▶ _DATA TO PROCESS_:
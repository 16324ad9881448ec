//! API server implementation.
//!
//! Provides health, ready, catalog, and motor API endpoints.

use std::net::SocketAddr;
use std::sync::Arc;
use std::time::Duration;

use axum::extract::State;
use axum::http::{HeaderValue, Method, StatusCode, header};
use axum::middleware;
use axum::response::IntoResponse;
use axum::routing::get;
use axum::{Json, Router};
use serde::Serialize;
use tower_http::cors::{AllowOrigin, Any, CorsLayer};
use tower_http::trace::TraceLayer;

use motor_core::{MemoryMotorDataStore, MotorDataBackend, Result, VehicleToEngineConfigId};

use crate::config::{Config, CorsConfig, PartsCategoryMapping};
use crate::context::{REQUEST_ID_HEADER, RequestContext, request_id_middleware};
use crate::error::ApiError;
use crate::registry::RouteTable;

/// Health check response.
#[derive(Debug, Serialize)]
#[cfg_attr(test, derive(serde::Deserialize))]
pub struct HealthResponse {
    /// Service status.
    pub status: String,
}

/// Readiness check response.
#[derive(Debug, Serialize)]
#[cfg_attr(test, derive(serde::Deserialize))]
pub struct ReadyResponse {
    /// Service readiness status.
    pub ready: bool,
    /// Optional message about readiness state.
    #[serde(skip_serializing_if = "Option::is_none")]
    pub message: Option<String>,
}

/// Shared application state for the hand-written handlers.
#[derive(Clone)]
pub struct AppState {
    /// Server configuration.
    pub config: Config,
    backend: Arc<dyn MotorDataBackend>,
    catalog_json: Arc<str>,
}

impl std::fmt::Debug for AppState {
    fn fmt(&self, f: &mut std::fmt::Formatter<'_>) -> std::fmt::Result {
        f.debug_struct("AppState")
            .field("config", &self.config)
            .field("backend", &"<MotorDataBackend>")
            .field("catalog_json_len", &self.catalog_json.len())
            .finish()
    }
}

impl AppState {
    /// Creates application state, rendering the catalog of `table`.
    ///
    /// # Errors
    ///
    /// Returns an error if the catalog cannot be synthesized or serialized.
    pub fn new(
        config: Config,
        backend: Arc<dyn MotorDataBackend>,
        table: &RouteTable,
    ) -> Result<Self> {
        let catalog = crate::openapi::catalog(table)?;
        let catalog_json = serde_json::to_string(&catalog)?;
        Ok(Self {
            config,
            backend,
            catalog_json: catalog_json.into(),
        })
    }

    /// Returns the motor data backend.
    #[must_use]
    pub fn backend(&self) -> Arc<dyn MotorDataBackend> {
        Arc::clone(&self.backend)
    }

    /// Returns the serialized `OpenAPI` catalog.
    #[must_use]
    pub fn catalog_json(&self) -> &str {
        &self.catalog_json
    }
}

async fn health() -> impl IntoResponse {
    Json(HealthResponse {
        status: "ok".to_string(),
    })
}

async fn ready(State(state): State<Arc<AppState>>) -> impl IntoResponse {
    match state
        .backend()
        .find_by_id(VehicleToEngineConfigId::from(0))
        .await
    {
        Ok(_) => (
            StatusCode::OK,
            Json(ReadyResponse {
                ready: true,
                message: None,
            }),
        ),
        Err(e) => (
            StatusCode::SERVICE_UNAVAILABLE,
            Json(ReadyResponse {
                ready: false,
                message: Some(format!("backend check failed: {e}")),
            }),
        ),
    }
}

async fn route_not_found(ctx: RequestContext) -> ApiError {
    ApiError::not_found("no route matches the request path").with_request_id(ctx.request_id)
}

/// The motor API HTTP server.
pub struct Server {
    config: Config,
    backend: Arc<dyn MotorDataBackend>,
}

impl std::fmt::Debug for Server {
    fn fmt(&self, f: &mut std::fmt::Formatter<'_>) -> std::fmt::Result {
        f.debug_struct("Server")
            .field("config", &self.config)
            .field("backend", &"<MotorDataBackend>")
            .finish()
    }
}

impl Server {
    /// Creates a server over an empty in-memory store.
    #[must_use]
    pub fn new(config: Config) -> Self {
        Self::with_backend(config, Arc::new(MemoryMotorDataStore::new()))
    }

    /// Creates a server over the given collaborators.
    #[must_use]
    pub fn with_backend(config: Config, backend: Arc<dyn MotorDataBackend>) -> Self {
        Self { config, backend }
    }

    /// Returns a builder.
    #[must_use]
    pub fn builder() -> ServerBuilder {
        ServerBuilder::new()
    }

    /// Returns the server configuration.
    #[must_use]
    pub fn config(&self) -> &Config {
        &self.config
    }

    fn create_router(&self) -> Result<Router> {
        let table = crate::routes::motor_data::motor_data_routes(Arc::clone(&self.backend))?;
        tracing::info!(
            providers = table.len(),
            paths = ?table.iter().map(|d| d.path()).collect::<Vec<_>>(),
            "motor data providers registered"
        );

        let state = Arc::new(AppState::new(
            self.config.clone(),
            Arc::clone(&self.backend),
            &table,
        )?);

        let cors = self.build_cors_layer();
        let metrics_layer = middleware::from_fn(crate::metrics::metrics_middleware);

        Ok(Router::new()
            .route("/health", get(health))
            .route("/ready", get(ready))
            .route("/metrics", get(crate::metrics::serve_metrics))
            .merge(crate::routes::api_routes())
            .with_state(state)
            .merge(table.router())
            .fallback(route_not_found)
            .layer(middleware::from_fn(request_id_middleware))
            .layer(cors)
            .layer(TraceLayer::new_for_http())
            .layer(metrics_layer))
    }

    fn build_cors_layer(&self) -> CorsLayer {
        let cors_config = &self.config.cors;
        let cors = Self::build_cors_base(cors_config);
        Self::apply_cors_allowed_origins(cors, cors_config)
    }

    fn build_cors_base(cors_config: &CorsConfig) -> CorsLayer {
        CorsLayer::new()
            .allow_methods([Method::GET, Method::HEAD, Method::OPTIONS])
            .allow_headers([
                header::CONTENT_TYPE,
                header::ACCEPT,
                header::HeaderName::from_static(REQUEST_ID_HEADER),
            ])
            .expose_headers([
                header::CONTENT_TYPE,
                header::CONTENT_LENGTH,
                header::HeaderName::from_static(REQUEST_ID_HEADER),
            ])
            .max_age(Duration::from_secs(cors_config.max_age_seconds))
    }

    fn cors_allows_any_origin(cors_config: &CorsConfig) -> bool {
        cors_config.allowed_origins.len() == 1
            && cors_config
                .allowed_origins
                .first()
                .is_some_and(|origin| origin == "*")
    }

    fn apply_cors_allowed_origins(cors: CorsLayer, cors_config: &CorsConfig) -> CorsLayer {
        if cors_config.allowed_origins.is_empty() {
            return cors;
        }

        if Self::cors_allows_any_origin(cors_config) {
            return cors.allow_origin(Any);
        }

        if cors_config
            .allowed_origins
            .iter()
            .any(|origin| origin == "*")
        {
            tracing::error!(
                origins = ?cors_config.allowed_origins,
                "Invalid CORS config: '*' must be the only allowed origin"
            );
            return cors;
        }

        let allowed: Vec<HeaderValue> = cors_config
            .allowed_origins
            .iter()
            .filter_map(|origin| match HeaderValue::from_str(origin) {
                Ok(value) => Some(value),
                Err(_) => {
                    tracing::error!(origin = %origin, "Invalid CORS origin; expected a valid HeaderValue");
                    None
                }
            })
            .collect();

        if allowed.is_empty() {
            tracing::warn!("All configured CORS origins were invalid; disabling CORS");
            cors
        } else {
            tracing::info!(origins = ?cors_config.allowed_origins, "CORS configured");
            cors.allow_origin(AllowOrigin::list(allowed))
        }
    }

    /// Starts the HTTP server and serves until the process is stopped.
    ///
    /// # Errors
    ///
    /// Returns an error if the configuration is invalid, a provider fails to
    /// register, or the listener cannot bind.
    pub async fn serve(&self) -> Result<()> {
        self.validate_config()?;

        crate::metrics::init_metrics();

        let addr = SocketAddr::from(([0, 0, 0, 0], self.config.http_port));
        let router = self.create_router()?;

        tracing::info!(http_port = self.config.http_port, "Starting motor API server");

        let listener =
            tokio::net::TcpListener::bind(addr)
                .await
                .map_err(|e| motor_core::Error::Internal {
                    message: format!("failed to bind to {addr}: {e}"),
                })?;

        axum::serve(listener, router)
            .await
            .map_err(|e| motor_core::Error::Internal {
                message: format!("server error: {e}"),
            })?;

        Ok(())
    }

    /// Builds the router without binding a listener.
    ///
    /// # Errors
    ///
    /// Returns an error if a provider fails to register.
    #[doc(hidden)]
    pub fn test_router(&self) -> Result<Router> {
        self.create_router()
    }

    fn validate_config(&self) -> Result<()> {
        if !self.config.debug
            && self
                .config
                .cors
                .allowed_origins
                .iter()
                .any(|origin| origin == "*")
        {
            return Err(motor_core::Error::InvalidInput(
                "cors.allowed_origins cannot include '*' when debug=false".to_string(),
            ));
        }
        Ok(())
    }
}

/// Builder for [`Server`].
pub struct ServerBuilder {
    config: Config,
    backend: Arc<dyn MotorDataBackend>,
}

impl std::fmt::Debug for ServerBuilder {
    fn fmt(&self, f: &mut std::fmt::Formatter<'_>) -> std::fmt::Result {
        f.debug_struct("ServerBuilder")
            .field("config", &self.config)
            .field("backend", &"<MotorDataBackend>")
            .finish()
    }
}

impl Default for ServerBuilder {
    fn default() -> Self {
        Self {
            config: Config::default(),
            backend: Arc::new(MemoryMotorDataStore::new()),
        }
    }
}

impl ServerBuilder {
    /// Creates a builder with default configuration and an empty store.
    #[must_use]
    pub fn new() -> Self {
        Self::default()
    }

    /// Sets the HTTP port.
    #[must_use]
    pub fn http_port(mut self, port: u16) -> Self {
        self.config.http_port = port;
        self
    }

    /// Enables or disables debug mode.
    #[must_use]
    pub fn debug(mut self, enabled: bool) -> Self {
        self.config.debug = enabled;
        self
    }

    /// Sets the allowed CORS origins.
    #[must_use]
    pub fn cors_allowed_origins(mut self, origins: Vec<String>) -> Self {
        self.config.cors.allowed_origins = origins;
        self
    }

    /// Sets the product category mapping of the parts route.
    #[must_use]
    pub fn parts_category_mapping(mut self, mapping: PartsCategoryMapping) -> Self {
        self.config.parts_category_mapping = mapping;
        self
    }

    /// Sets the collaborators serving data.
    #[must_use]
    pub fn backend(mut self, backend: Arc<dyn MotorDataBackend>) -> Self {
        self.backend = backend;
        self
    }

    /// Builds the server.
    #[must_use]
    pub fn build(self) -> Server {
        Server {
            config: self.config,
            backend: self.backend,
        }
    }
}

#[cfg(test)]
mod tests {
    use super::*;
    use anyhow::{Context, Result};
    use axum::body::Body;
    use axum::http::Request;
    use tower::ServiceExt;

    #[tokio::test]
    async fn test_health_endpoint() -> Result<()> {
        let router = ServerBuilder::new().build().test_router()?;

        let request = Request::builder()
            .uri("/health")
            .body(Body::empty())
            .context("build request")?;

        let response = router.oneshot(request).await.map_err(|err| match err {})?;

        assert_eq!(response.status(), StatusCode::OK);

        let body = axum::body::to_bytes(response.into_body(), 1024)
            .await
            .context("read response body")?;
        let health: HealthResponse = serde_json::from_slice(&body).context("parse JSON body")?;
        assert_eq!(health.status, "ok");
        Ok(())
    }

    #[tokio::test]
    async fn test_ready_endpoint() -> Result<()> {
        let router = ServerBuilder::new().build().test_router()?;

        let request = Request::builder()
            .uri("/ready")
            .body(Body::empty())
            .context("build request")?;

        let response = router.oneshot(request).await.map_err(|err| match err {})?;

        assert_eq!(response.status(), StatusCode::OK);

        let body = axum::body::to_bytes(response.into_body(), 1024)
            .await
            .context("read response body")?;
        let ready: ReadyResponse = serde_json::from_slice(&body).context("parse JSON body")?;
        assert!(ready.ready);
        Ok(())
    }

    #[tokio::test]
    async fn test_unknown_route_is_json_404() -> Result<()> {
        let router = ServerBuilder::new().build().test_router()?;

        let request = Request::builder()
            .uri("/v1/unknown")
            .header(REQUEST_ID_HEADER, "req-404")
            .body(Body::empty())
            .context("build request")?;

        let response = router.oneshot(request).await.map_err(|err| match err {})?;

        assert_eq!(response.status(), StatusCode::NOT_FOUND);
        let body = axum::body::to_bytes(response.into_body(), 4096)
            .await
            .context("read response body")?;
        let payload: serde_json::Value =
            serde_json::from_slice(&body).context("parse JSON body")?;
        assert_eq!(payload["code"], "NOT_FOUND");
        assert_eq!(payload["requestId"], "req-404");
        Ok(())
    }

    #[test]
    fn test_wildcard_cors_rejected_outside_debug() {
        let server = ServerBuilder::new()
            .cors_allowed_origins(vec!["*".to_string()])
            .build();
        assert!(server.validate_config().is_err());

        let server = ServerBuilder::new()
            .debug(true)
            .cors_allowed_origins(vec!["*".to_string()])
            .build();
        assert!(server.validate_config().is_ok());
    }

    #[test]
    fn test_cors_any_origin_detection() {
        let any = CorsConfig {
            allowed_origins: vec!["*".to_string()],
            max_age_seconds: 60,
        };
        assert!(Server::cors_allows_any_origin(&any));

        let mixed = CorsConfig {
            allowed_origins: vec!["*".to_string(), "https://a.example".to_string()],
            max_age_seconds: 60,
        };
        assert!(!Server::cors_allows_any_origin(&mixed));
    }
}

▶ _EXERCISE_:
Each line from the first line of the entries up to and including the line containing "pub struct ReadyResponse" should be transcribed exactly, with all other lines left out.

▶ _ANSWER BOX_:
repository 16324ad9881448ec
//! API server implementation.
//!
//! Provides health, ready, catalog, and motor API endpoints.

use std::net::SocketAddr;
use std::sync::Arc;
use std::time::Duration;

use axum::extract::State;
use axum::http::{HeaderValue, Method, StatusCode, header};
use axum::middleware;
use axum::response::IntoResponse;
use axum::routing::get;
use axum::{Json, Router};
use serde::Serialize;
use tower_http::cors::{AllowOrigin, Any, CorsLayer};
use tower_http::trace::TraceLayer;

use motor_core::{MemoryMotorDataStore, MotorDataBackend, Result, VehicleToEngineConfigId};

use crate::config::{Config, CorsConfig, PartsCategoryMapping};
use crate::context::{REQUEST_ID_HEADER, RequestContext, request_id_middleware};
use crate::error::ApiError;
use crate::registry::RouteTable;

/// Health check response.
#[derive(Debug, Serialize)]
#[cfg_attr(test, derive(serde::Deserialize))]
pub struct HealthResponse {
    /// Service status.
    pub status: String,
}

/// Readiness check response.
#[derive(Debug, Serialize)]
#[cfg_attr(test, derive(serde::Deserialize))]
pub struct ReadyResponse {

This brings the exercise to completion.